A concepção de luta social a partir da crítica da economia política e da dissociação de gênero difere completamente:
— dos métodos e objetivos teleológicos da luta eleitoral; 
— da luta pela inserção administrativa no aparelho de Estado; e 
— das concepções e objeto teleológico das atuais lutas do movimento sindical (movimento feminista do movimento dos sem-terra e dos sem-teto, etc).    
Estão equivocados os que defendem a candidatura do Lula como se fosse um ato de resistência anticapitalista. 

Destarte, não tenho saudades da nossa experiência da administração popular, mas confesso que aprendi com ela. (por Dalton Rosado)

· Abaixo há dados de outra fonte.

//! # adaptive-breaker
//!
//! An adaptive circuit breaker that protects callers from repeatedly
//! invoking a failing dependency.
//!
//! The breaker counts call outcomes in an evaluation window. Once enough
//! outcomes have accumulated and a cooldown has passed since the last
//! evaluation, it computes the window's success rate, decides the next
//! state and starts a fresh window. It operates in three states:
//!
//! - **Closed**: Normal operation. Every call is admitted.
//! - **Open**: Calls are rejected immediately without reaching the dependency.
//! - **Half-Open**: After the cooldown, calls are admitted again as probes.
//!   The next evaluation either closes the circuit or opens it again.
//!
//! State and counters sit behind a single lock. The protected operation
//! always runs outside of it.
//!
//! ## Basic Usage
//!
//! ```rust
//! use adaptive_breaker::{BreakerError, CircuitBreaker};
//! use std::fmt;
//! use std::time::Duration;
//!
//! #[derive(Debug)]
//! struct ServiceError(String);
//!
//! impl fmt::Display for ServiceError {
//!     fn fmt(&self, f: &mut fmt::Formatter<'_>) -> fmt::Result {
//!         write!(f, "Service error: {}", self.0)
//!     }
//! }
//!
//! impl std::error::Error for ServiceError {}
//!
//! // Open when fewer than 80% of at least 10 calls succeed,
//! // evaluating at most every 5 seconds.
//! let breaker = CircuitBreaker::new(0.8, 10, Duration::from_secs(5)).unwrap();
//!
//! match breaker.call(|| Ok::<_, ServiceError>("Success".to_string())) {
//!     Ok(result) => println!("Call succeeded: {}", result),
//!     Err(BreakerError::Open) => println!("Circuit is open, call was prevented"),
//!     Err(BreakerError::Operation(err)) => println!("Call failed: {}", err),
//! }
//! ```
//!
//! ## Manual admission
//!
//! Callers that cannot wrap their work in a closure can drive the breaker
//! themselves:
//!
//! ```rust
//! use adaptive_breaker::CircuitBreaker;
//!
//! let breaker = CircuitBreaker::builder().build().unwrap();
//!
//! if breaker.allow().is_ok() {
//!     let succeeded = true; // outcome of the real work
//!     breaker.report(succeeded);
//! }
//! ```
//!
//! ## Async Support
//!
//! With the `async` feature enabled:
//!
//! ```rust,ignore
//! let result = breaker.call_async(|| async {
//!     Ok::<_, ServiceError>("Success".to_string())
//! }).await;
//! ```
//!
//! ## Features
//!
//! - `async` - `call_async` for futures
//! - `tracing` - `TracingSink`, which logs breaker events with `tracing`

#![forbid(unsafe_code)]
#![deny(missing_docs)]
#![cfg_attr(docsrs, feature(doc_cfg))]

mod breaker;
mod clock;
mod config;
mod error;
mod hook;
mod metrics;
mod policy;
pub mod prelude;
mod state;

// Re-exports
pub use breaker::CircuitBreaker;
pub use clock::{Clock, ManualClock, SystemClock};
pub use config::BreakerBuilder;
pub use error::{BreakerError, BreakerResult, CircuitOpen, ConfigError};
pub use hook::HookRegistry;
#[cfg(feature = "tracing")]
pub use metrics::TracingSink;
pub use metrics::{MetricSink, NullMetricSink, WindowStats};
pub use policy::{BreakerPolicy, SuccessRatePolicy};
pub use state::{State, Transition};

PS: sugiro que leiam ou releiam o meu artigo sobre
o bitcoin, agora que começa a evidenciar-se que
o dito cujo, em essência, não passa da
abstração da abstração. 


2 comentários:

SF disse...

.
Impressionou-me a sua apreensão quando do lado "ganhador" da eleição.
Se bem que fundamentada em fatos objetivos, demonstra que você estava consciente que não existe "vitória" e em uma eleição, mas sim acréscimo de responsabilidade, a qual o homem consciente sente como pesar e não como alegria.

A frase "você não está feliz?" já deveria tê-lo a alertado da leviandade presente nas disputas eleitoreiras e nos tipos que as promovem.

Mas quando somos jovens temos um compromisso em mostrar a que viemos e o entorno nos contagia, mesmo que por algum tempo apenas.

Parecia estar fazendo o certo, porém via que enganara o povo dando-lhe falsas esperanças.

Demagogia é isso.

Se falassem a verdade não seriam eleitos.

E ser verdadeiro é um valor humano.

Por outro lado, atribui a política eleitoreira e ao poder burguês a causa dos males sociais, procurando demonstrar que (teleologicamente) as eleições visam perpetuar esses males, uma vez que sob a égide de um sistema essencialmente corrupto e mal.

Acresço que todos temos em algum momento de decidir entre o valor "Ser Verdadeiro" e a conveniência dos fatos ilusórios da política real.

Não ratificando um comportamento desnecessariamente inconveniente e desrespeitoso, ouso afirmar que em todas as esferas institucionais da sociedade (família, estado, associações, e que tais) somos chamados a viver a Verdade e sermos expulsos delas por termos sido verdadeiros, o mais das vezes.

Tranquilize-se. Essas feridas são medalhas de honra que só os justos carregam.

...

Ah! O Bitcoin...
Umas das consequências de morar num lugar retardado como o nosso é perder excelentes negócios.
Nunca vi uma bolha tão bolha como aquela.
Já pensou? Vender a descoberto a 18000 dólares e recomprar a 10000?
Como se diz no garimpo "eu teria bamburrado"!

Quanto ao Blockchaim continua de vento em popa.
A IBM lançou um programa de logística baseado nele.
Não sai nem entra um alfinete no sistema que o Block não certifique.

É por aí o futuro.

Unknown disse...

Chega a ser engraçado, como a galera é movida por um sentimento de rebanho. Mesmo com palavras bem empregadas, percebe-se que a mensagem não foi captada e o comentário sai mais do mesmo, dentro da lógica capitalista. Mas é isso mesmo, o espelho é quem mostrará.